Przestraszyli się Putinka???
Data: 11-03-2009 o godz. 10:32:12
Temat: krytyka


Piosenka „We Don't Wanna Put In”, którą Gruzja zaproponowała na tegoroczną Eurowizję, nie może wziąć udziału w konkursie, ponieważ narusza jego regulamin – ogłosili przedstawiciele Eurowizji.

Gruzja może teraz albo zmienić słowa piosenki, albo zaproponować inny utwór, który będzie ją reprezentował w majowym konkursie w Moskwie. Taką decyzję podjęła tzw. Grupa Referencyjna Eurowizji, do której zadań należy kontrola konkursu. Powołała się ona na punkt regulaminu zabraniający tekstów i gestów o charakterze politycznym.

Utwór, który gruzińscy telewidzowie wybrali, by reprezentował ich kraj w 54. edycji konkursu Eurowizji, wywołał spore zamieszanie, bo angielski tytuł i refren można zrozumieć jako „nie chcemy Putina”. Tymczasem stosunki między Tbilisi i Moskwą są napięte od sierpnia, kiedy rosyjskie wojska weszły do Osetii Południowej – zbuntowanej prowincji Gruzji.

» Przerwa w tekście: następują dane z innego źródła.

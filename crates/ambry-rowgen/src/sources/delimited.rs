//! Delimited text (CSV, TSV, ...) row source.

use std::fs::File;
use std::io::{Cursor, Read};
use std::path::{Path, PathBuf};

use encoding_rs::{Encoding, UTF_8};
use log::debug;
use serde::{Deserialize, Serialize};

use crate::cell::{Cell, Row};
use crate::error::{Result, RowGenError};
use crate::sources::{LineCounter, RowSource};

/// Bytes read from the top of the file when sniffing the dialect
const SNIFF_SAMPLE_BYTES: usize = 4096;

/// Lines of the sample considered when sniffing
const SNIFF_SAMPLE_LINES: usize = 10;

/// Delimiters tried when sniffing
const SNIFF_CANDIDATES: [u8; 4] = [b',', b';', b'\t', b'|'];

/// Options for delimited parsing
#[derive(Debug, Clone, Serialize, Deserialize)]
#[serde(default)]
pub struct DelimitedOptions {
    /// Field delimiter (default: comma)
    #[serde(with = "byte_char")]
    pub delimiter: u8,
    /// Quote character (default: double quote)
    #[serde(with = "byte_char")]
    pub quote: u8,
    /// Detect the delimiter from a sample instead of using `delimiter`
    pub sniff: bool,
    /// Encoding label understood by the WHATWG encoding standard
    pub encoding: Option<String>,
    /// Whether to trim whitespace from fields
    pub trim: bool,
}

impl Default for DelimitedOptions {
    fn default() -> Self {
        Self {
            delimiter: b',',
            quote: b'"',
            sniff: false,
            encoding: None,
            trim: false,
        }
    }
}

impl DelimitedOptions {
    /// Create options for tab-separated values (TSV)
    pub fn tsv() -> Self {
        Self {
            delimiter: b'\t',
            ..Default::default()
        }
    }

    /// Create options for semicolon-separated values (common in European locales)
    pub fn semicolon() -> Self {
        Self {
            delimiter: b';',
            ..Default::default()
        }
    }

    /// Create options that sniff the delimiter
    pub fn sniffed() -> Self {
        Self {
            sniff: true,
            ..Default::default()
        }
    }
}

/// Delimited text file row source
///
/// Rows are read with a header-less, flexible reader so ragged rows and
/// leading comment lines come through untouched. Blank lines, which the
/// reader skips, are produced as empty rows so line numbers stay physical.
/// The file is loaded on the first read or on [`reset`](RowSource::reset)
/// and released once the input is exhausted.
pub struct DelimitedSource {
    /// Path to the delimited file
    path: PathBuf,
    /// Parsing options
    options: DelimitedOptions,
    /// Delimiter in effect (configured or sniffed)
    delimiter: u8,
    /// Cell text encoding
    encoding: &'static Encoding,
    reader: Option<csv::Reader<Cursor<Vec<u8>>>>,
    record: csv::ByteRecord,
    /// Blank lines still owed before `record`
    pending_blanks: usize,
    /// `record` holds a row not yet produced
    pending_record: bool,
    exhausted: bool,
    lines: LineCounter,
}

impl DelimitedSource {
    /// Create a new delimited source from a file path
    pub fn new(path: impl AsRef<Path>) -> Result<Self> {
        Self::with_options(path, DelimitedOptions::default())
    }

    /// Create a new delimited source with custom options
    pub fn with_options(path: impl AsRef<Path>, options: DelimitedOptions) -> Result<Self> {
        let path = path.as_ref().to_path_buf();

        if !path.exists() {
            return Err(RowGenError::FileNotFound(path.display().to_string()));
        }

        let encoding = match &options.encoding {
            Some(label) => Encoding::for_label(label.as_bytes())
                .ok_or_else(|| RowGenError::UnknownEncoding(label.clone()))?,
            None => UTF_8,
        };

        let delimiter = if options.sniff {
            let sample = read_sample(&path, encoding)?;
            let delimiter = sniff_delimiter(&sample)?;
            debug!(
                "Sniffed delimiter {:?} for {}",
                delimiter as char,
                path.display()
            );
            delimiter
        } else {
            options.delimiter
        };

        Ok(Self {
            path,
            options,
            delimiter,
            encoding,
            reader: None,
            record: csv::ByteRecord::new(),
            pending_blanks: 0,
            pending_record: false,
            exhausted: false,
            lines: LineCounter::default(),
        })
    }

    /// The delimiter in effect, after sniffing
    pub fn delimiter(&self) -> u8 {
        self.delimiter
    }

    fn open(&self) -> Result<csv::Reader<Cursor<Vec<u8>>>> {
        let data = std::fs::read(&self.path)?;

        Ok(csv::ReaderBuilder::new()
            .delimiter(self.delimiter)
            .quote(self.options.quote)
            .has_headers(false)
            .flexible(true)
            .trim(if self.options.trim {
                csv::Trim::All
            } else {
                csv::Trim::None
            })
            .from_reader(Cursor::new(data)))
    }

    fn decode_bytes(&self, bytes: &[u8]) -> Cell {
        let (text, _) = self.encoding.decode_with_bom_removal(bytes);
        Cell::from(text.as_ref())
    }
}

impl RowSource for DelimitedSource {
    fn reset(&mut self) -> Result<()> {
        self.reader = Some(self.open()?);
        self.pending_blanks = 0;
        self.pending_record = false;
        self.exhausted = false;
        self.lines.reset();
        Ok(())
    }

    fn next_row(&mut self) -> Result<Option<Row>> {
        loop {
            if self.pending_blanks > 0 {
                self.pending_blanks -= 1;
                self.lines.advance();
                return Ok(Some(Row::new()));
            }

            if self.pending_record {
                self.pending_record = false;
                self.lines.advance();
                let row = self
                    .record
                    .iter()
                    .map(|field| self.decode(self.decode_bytes(field)))
                    .collect();
                return Ok(Some(row));
            }

            if self.exhausted {
                return Ok(None);
            }

            if self.reader.is_none() {
                self.reset()?;
            }

            let Some(reader) = self.reader.as_mut() else {
                return Ok(None);
            };

            let start = reader.position().byte() as usize;
            let found = reader.read_byte_record(&mut self.record)?;
            self.pending_blanks = blank_lines(reader.get_ref().get_ref(), start);

            if found {
                self.pending_record = true;
            } else {
                // Drop the reader to release the buffered file
                self.reader = None;
                self.exhausted = true;
            }
        }
    }

    fn line_number(&self) -> usize {
        self.lines.line_number()
    }

    fn describe(&self) -> String {
        self.path.display().to_string()
    }
}

/// Count the blank lines in the run of line terminators at `start`
///
/// `start` is where the reader stopped after the previous record, just past
/// that record's terminator byte. The `\n` finishing a `\r\n` pair is
/// left unread by the reader and is not a blank line.
fn blank_lines(data: &[u8], start: usize) -> usize {
    let mut pos = start;
    if pos > 0 && data.get(pos - 1) == Some(&b'\r') && data.get(pos) == Some(&b'\n') {
        pos += 1;
    }

    let mut blanks = 0;
    while let Some(&byte) = data.get(pos) {
        match byte {
            b'\n' => pos += 1,
            b'\r' if data.get(pos + 1) == Some(&b'\n') => pos += 2,
            b'\r' => pos += 1,
            _ => break,
        }
        blanks += 1;
    }
    blanks
}

fn read_sample(path: &Path, encoding: &'static Encoding) -> Result<String> {
    let file = File::open(path)?;
    let mut buffer = Vec::with_capacity(SNIFF_SAMPLE_BYTES);
    file.take(SNIFF_SAMPLE_BYTES as u64)
        .read_to_end(&mut buffer)?;

    let (text, _) = encoding.decode_with_bom_removal(&buffer);
    Ok(text.into_owned())
}

/// Detect the delimiter of a text sample (comma, semicolon, tab, pipe)
///
/// Candidates are scored by how often they occur per line and how
/// consistent that count is across the sample. A sample in which no
/// candidate occurs is an error.
pub fn sniff_delimiter(sample: &str) -> Result<u8> {
    let sample_lines: Vec<&str> = sample
        .lines()
        .filter(|line| !line.trim().is_empty())
        .take(SNIFF_SAMPLE_LINES)
        .collect();

    if sample_lines.is_empty() {
        return Err(RowGenError::Dialect("sample is empty".to_string()));
    }

    let mut best: Option<(u8, f32)> = None;

    for &delimiter in &SNIFF_CANDIDATES {
        let field_counts: Vec<usize> = sample_lines
            .iter()
            .map(|line| line.bytes().filter(|&b| b == delimiter).count())
            .collect();

        let avg = field_counts.iter().sum::<usize>() as f32 / field_counts.len() as f32;
        if avg == 0.0 {
            continue;
        }

        let variance = field_counts
            .iter()
            .map(|&x| (x as f32 - avg).powi(2))
            .sum::<f32>()
            / field_counts.len() as f32;

        let score = avg / (1.0 + variance.sqrt());

        if best.map_or(true, |(_, best_score)| score > best_score) {
            best = Some((delimiter, score));
        }
    }

    best.map(|(delimiter, _)| delimiter).ok_or_else(|| {
        RowGenError::Dialect("no candidate delimiter occurs in the sample".to_string())
    })
}

/// Single-byte characters written as one-character strings (`"\t"` or
/// `"tab"` for a tab)
mod byte_char {
    use serde::de::Error;
    use serde::{Deserialize, Deserializer, Serializer};

    pub fn serialize<S: Serializer>(byte: &u8, serializer: S) -> Result<S::Ok, S::Error> {
        serializer.serialize_char(*byte as char)
    }

    pub fn deserialize<'de, D: Deserializer<'de>>(deserializer: D) -> Result<u8, D::Error> {
        let s = String::deserialize(deserializer)?;
        if s == "tab" || s == "\\t" {
            return Ok(b'\t');
        }

        let mut bytes = s.bytes();
        match (bytes.next(), bytes.next()) {
            (Some(b), None) => Ok(b),
            _ => Err(D::Error::custom(format!(
                "expected a single-byte character, got {:?}",
                s
            ))),
        }
    }
}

Piosenkę w rytmie disco wykonuje zespół „Stefane&3G” – solista o imieniu Stefane i chórek trzech dziewcząt. Stefane, który był też współautorem „We Don't Wanna Put In”, nie zaprzeczał, że tytuł jest grą słów z aluzją do rosyjskiego premiera.

Piosenka doczekała się reakcji nawet ze strony rzecznika Władimira Putina. Jak przekazywał gruziński portal Civil.Ge, Dmitrij Pieskow powiedział, że ewentualne aluzje w piosence byłyby „chuligaństwem”. Rzecznik dodał ironicznie, że nikt w Moskwie nie będzie śpiewał „Żegnaj, nasz słodki Misza”, jak w hymnie igrzysk w Moskwie z 1980 roku, by uczynić aluzję do prezydenta Gruzji Micheila Saakaszwilego.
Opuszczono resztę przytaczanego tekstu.